### TASK OBJECTIVE
From the opening line of the records through the line bearing "Render both lists", set down every line exactly.

Saved data entries:

* * * * * * * * *

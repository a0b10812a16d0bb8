//! Text and JSON output for task listings.

use std::fmt::Write as _;

use miniko_core::TaskListing;

const OPEN_HEADINGS: [&str; 3] = ["Task ID", "Task", "Created"];
const DONE_HEADINGS: [&str; 4] = ["Task ID", "Task", "Created", "Done"];

/// Render both lists as aligned text tables under "To Do" and "Done".
pub fn render_listing(listing: &TaskListing) -> String {
    let open: Vec<Vec<String>> = listing
        .open
        .iter()
        .map(|t| vec![t.id.to_string(), t.description.clone(), t.created_at.to_string()])
        .collect();
    let done: Vec<Vec<String>> = listing
        .done
        .iter()
        .map(|t| {
            vec![
                t.id.to_string(),
                t.description.clone(),
                t.created_at.to_string(),
                t.completed_at.to_string(),
            ]
        })
        .collect();

    let mut out = String::new();
    out.push_str("To Do\n");
    out.push_str(&render_table(&OPEN_HEADINGS, &open));
    out.push('\n');
    out.push_str("Done\n");
    out.push_str(&render_table(&DONE_HEADINGS, &done));
    out
}

pub fn render_json(listing: &TaskListing) -> serde_json::Result<String> {
    serde_json::to_string_pretty(listing)
}

fn render_table(headings: &[&str], rows: &[Vec<String>]) -> String {
    if rows.is_empty() {
        return "  (none)\n".to_string();
    }

    let mut widths: Vec<usize> = headings.iter().map(|h| h.chars().count()).collect();
    for row in rows {
        for (width, cell) in widths.iter_mut().zip(row) {
            *width = (*width).max(cell.chars().count());
        }
    }

    let mut out = String::new();
    write_row(&mut out, headings.iter().copied(), &widths);
    for row in rows {
        write_row(&mut out, row.iter().map(String::as_str), &widths);
    }
    out
}

fn write_row<'a>(out: &mut String, cells: impl Iterator<Item = &'a str>, widths: &[usize]) {
    let mut line = String::from(" ");
    for (cell, width) in cells.zip(widths.iter().copied()) {
        let _ = write!(line, " {cell:<width$} ");
    }
    out.push_str(line.trim_end());
    out.push('\n');
}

* * * * * * * * *

### SOLUTION TO THE EXERCISE
repository a0b10812a16d0bb8
//! Text and JSON output for task listings.

use std::fmt::Write as _;

use miniko_core::TaskListing;

const OPEN_HEADINGS: [&str; 3] = ["Task ID", "Task", "Created"];
const DONE_HEADINGS: [&str; 4] = ["Task ID", "Task", "Created", "Done"];

/// Render both lists as aligned text tables under "To Do" and "Done".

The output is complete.